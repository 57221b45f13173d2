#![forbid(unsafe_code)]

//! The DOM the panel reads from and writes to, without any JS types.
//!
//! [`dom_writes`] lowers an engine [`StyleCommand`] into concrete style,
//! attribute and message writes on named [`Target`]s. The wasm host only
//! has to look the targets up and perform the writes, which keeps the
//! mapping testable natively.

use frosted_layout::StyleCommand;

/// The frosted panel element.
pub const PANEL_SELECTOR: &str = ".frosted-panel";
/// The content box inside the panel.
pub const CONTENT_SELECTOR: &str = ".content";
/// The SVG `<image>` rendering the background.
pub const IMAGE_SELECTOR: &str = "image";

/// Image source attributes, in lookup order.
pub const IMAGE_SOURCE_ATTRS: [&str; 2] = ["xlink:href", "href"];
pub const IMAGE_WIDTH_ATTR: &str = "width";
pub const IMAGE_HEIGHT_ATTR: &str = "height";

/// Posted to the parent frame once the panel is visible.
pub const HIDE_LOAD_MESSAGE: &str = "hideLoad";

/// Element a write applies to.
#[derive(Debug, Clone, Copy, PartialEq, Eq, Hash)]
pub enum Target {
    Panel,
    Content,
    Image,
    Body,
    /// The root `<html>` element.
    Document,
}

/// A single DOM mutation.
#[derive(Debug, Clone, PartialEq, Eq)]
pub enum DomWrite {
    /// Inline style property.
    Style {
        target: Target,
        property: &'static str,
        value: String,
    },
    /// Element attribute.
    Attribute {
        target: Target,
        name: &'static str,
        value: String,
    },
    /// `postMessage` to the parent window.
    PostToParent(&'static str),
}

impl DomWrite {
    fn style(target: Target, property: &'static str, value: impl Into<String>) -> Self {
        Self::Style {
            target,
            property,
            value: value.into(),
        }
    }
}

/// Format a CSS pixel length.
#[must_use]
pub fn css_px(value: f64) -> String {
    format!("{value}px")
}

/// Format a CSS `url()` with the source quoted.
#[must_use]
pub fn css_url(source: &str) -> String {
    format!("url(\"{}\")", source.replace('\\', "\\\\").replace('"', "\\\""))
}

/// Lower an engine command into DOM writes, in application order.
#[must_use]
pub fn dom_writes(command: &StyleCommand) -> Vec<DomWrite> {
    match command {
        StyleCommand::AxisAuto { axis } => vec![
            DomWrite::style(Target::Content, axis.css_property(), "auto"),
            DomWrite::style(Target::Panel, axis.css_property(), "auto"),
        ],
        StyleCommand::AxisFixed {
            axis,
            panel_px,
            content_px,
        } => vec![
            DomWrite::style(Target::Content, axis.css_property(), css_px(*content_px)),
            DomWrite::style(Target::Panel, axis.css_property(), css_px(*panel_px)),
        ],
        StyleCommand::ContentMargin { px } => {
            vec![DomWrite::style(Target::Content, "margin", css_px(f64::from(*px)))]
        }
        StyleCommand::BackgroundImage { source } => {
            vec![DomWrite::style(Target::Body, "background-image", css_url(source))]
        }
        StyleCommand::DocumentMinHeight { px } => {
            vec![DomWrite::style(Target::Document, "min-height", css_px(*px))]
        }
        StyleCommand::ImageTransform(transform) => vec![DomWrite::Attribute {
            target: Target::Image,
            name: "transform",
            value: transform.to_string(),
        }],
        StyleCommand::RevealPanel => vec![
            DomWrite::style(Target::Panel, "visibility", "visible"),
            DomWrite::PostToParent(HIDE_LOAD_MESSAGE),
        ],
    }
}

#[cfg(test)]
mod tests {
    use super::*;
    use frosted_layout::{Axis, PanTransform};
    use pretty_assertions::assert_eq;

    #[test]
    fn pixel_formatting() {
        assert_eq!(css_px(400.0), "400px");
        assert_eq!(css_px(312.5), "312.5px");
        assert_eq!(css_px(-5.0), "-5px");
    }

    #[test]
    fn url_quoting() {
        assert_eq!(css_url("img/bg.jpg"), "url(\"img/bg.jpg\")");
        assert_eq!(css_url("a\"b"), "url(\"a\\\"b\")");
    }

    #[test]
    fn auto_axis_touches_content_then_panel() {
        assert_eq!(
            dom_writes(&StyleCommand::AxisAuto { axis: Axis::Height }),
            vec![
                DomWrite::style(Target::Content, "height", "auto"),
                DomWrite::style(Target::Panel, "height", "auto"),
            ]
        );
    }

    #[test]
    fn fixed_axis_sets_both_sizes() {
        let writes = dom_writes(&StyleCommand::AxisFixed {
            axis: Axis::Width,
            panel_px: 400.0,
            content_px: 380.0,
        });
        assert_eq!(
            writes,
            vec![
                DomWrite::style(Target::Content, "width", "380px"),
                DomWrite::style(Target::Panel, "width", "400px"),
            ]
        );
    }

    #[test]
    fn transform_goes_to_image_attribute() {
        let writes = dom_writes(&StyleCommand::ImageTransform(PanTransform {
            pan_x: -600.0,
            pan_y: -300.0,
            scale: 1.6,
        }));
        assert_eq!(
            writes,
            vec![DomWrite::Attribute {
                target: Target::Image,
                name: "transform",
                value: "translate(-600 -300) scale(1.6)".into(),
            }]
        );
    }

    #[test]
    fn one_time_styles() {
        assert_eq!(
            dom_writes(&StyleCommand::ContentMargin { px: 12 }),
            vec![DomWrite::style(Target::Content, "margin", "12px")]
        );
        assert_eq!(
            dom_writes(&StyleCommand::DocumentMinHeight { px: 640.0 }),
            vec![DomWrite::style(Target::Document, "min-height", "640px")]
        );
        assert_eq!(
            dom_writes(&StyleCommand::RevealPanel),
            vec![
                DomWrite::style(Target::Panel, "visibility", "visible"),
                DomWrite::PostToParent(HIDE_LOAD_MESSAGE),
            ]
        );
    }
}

+ + + + + + +

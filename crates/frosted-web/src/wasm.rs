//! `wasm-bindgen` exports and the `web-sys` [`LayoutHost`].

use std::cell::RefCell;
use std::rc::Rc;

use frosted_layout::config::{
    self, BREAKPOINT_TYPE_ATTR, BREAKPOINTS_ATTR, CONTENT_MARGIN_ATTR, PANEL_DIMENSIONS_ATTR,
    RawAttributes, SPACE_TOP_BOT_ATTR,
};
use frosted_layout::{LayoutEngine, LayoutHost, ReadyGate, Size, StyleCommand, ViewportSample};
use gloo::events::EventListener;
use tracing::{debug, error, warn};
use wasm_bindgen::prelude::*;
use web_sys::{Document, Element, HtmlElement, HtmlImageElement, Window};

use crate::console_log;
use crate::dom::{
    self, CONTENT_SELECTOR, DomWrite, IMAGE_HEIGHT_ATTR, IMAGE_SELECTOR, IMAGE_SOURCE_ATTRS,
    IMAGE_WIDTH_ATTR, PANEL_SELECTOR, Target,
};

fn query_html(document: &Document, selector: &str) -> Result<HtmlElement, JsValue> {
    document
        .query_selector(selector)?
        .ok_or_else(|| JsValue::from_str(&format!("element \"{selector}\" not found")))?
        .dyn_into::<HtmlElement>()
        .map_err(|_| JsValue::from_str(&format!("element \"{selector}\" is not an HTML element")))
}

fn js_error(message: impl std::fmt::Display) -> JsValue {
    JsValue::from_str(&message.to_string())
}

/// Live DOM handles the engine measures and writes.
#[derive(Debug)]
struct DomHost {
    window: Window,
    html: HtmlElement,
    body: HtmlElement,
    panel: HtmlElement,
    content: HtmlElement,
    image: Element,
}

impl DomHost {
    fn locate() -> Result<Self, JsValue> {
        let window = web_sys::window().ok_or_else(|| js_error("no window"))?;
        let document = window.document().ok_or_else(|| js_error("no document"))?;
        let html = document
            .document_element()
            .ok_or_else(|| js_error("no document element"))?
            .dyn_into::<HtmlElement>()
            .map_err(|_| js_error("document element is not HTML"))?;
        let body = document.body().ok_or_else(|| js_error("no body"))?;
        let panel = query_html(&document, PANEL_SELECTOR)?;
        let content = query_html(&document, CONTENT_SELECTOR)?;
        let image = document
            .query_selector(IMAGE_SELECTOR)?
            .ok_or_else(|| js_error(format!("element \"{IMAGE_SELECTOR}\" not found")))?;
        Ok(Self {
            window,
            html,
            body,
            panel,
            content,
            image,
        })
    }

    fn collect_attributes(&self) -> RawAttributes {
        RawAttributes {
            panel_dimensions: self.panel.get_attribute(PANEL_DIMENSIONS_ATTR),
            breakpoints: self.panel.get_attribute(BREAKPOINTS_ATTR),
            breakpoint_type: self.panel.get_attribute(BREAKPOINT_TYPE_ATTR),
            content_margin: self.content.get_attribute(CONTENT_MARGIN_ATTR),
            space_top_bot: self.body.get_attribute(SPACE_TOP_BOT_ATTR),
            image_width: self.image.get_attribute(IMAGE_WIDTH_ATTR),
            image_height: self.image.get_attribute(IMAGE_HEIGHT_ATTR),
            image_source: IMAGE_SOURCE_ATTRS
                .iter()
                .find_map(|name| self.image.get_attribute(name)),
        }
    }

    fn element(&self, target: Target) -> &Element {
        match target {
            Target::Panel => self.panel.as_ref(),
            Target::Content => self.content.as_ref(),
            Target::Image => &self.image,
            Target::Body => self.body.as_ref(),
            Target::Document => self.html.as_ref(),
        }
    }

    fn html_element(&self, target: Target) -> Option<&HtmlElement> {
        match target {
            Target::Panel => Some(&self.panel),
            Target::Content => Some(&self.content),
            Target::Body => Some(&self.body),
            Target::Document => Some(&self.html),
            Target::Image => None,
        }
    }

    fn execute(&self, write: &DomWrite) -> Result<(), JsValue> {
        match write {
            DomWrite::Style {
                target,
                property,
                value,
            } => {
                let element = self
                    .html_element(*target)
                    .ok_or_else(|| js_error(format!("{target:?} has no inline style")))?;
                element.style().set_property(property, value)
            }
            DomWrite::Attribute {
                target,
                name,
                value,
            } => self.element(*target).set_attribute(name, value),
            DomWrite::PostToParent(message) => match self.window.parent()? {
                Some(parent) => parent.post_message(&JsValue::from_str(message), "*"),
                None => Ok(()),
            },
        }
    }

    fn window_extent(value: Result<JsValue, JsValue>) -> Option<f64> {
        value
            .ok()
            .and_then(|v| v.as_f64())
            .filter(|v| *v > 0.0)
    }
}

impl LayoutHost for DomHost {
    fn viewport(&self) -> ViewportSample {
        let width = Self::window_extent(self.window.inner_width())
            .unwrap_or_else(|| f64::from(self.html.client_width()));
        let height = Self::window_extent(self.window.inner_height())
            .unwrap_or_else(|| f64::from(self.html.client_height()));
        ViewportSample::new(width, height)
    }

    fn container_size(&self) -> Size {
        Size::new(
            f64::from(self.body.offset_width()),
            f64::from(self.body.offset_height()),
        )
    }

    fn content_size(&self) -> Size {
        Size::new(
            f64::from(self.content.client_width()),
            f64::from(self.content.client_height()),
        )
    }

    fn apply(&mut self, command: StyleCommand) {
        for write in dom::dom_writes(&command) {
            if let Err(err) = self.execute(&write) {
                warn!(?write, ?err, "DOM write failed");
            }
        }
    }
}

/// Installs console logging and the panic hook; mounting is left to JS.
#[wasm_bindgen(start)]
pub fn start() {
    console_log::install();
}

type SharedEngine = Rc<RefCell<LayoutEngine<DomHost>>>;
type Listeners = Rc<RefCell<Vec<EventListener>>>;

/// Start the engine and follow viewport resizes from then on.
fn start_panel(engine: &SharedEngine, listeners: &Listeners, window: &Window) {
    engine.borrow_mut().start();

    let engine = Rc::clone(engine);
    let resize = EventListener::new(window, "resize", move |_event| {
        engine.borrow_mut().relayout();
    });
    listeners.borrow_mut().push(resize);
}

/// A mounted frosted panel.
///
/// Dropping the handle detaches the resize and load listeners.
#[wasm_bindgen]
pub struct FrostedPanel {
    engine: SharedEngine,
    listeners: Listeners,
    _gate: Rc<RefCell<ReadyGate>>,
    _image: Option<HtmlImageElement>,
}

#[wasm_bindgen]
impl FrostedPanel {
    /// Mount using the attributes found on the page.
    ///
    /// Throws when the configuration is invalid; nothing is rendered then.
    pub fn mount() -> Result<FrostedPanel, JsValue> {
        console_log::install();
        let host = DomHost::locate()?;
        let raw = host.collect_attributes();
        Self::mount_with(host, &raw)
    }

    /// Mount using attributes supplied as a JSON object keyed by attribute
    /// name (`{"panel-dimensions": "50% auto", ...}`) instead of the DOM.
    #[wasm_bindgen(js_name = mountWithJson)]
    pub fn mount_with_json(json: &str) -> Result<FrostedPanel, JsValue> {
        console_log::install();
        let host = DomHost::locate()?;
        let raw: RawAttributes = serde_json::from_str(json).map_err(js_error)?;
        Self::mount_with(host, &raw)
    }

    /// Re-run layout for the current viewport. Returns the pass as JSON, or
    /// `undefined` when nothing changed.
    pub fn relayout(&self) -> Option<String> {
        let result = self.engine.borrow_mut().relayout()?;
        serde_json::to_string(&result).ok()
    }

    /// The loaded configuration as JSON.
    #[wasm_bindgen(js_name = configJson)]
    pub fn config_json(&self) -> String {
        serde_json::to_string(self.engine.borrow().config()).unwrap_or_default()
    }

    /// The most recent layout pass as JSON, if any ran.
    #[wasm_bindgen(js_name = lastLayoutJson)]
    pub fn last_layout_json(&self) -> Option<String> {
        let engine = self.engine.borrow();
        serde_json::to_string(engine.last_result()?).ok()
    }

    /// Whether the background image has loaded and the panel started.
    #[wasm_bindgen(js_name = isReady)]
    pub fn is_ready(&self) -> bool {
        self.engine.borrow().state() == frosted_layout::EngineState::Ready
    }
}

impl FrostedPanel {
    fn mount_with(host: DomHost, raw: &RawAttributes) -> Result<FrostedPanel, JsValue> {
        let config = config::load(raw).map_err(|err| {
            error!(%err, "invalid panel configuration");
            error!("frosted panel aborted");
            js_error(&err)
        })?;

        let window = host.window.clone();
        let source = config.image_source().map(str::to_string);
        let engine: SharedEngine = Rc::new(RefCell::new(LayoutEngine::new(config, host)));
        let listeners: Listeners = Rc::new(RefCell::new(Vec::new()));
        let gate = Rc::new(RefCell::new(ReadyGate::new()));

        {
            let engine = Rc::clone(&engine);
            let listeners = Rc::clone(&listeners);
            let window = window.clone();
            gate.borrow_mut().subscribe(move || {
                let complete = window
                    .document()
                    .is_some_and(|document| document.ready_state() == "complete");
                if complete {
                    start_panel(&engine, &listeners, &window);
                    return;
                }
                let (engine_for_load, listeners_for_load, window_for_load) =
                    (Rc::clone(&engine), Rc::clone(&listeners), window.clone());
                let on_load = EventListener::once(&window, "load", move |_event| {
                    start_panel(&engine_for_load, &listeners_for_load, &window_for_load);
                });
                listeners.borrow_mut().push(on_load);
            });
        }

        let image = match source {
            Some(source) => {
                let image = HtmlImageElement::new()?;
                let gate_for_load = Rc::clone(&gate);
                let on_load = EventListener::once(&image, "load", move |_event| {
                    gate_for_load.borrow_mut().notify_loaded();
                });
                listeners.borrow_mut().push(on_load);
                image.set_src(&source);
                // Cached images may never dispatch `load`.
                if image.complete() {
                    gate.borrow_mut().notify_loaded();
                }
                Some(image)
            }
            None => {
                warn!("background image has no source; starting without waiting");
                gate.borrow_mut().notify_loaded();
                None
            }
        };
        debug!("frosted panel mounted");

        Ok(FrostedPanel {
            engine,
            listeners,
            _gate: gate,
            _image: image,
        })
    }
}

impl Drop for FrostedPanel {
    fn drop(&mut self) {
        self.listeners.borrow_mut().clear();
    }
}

+ + + + + + +

» TASK GOAL:
Begin at the line that has "when nothing changed." in the entries above; stop after the line that has "pub fn config_json(&self)". Transcribe exactly those lines and no others.

» RESULT:
    /// `undefined` when nothing changed.
    pub fn relayout(&self) -> Option<String> {
        let result = self.engine.borrow_mut().relayout()?;
        serde_json::to_string(&result).ok()
    }

    /// The loaded configuration as JSON.
    #[wasm_bindgen(js_name = configJson)]
    pub fn config_json(&self) -> String {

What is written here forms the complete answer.